Task requirements :: From the records below, please return each line that holds the word "RedisSessionStore".

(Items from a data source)
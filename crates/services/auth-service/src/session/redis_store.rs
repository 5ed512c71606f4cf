//! Redis session store.

use async_trait::async_trait;
use redis::{aio::ConnectionManager, AsyncCommands, RedisError};
use tracing::{debug, warn};

use super::SessionStore;
use common::{AppError, AppResult};

/// Sessions kept in Redis with a fixed time to live.
#[derive(Clone)]
pub struct RedisSessionStore {
    conn: ConnectionManager,
    ttl_seconds: u64,
}

impl RedisSessionStore {
    /// Connect to Redis. Every session expires after `ttl_seconds`.
    pub async fn connect(url: &str, ttl_seconds: u64) -> Result<Self, RedisError> {
        let client = redis::Client::open(url)?;
        let conn = ConnectionManager::new(client).await?;
        debug!(ttl_seconds, "Connected to session store");
        Ok(Self { conn, ttl_seconds })
    }
}

fn store_error(op: &'static str, err: RedisError) -> AppError {
    warn!(op, error = %err, "Session store error");
    AppError::from(err)
}

#[async_trait]
impl SessionStore for RedisSessionStore {
    async fn set(&self, key: &str, token: &str) -> AppResult<()> {
        let mut conn = self.conn.clone();
        let _: () = conn
            .set_ex(key, token, self.ttl_seconds)
            .await
            .map_err(|e| store_error("set", e))?;
        Ok(())
    }

    async fn get(&self, key: &str) -> AppResult<Option<String>> {
        let mut conn = self.conn.clone();
        conn.get(key).await.map_err(|e| store_error("get", e))
    }

    async fn delete_one(&self, key: &str) -> AppResult<()> {
        let mut conn = self.conn.clone();
        let _: () = conn.del(key).await.map_err(|e| store_error("del", e))?;
        Ok(())
    }

    async fn delete_many(&self, keys: &[String]) -> AppResult<()> {
        // DEL requires at least one key
        if keys.is_empty() {
            return Ok(());
        }

        let mut conn = self.conn.clone();
        let removed: u64 = conn.del(keys).await.map_err(|e| store_error("del", e))?;
        debug!(requested = keys.len(), removed, "Sessions invalidated");
        Ok(())
    }
}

Output of the exercise ::
pub struct RedisSessionStore {
impl RedisSessionStore {
impl SessionStore for RedisSessionStore {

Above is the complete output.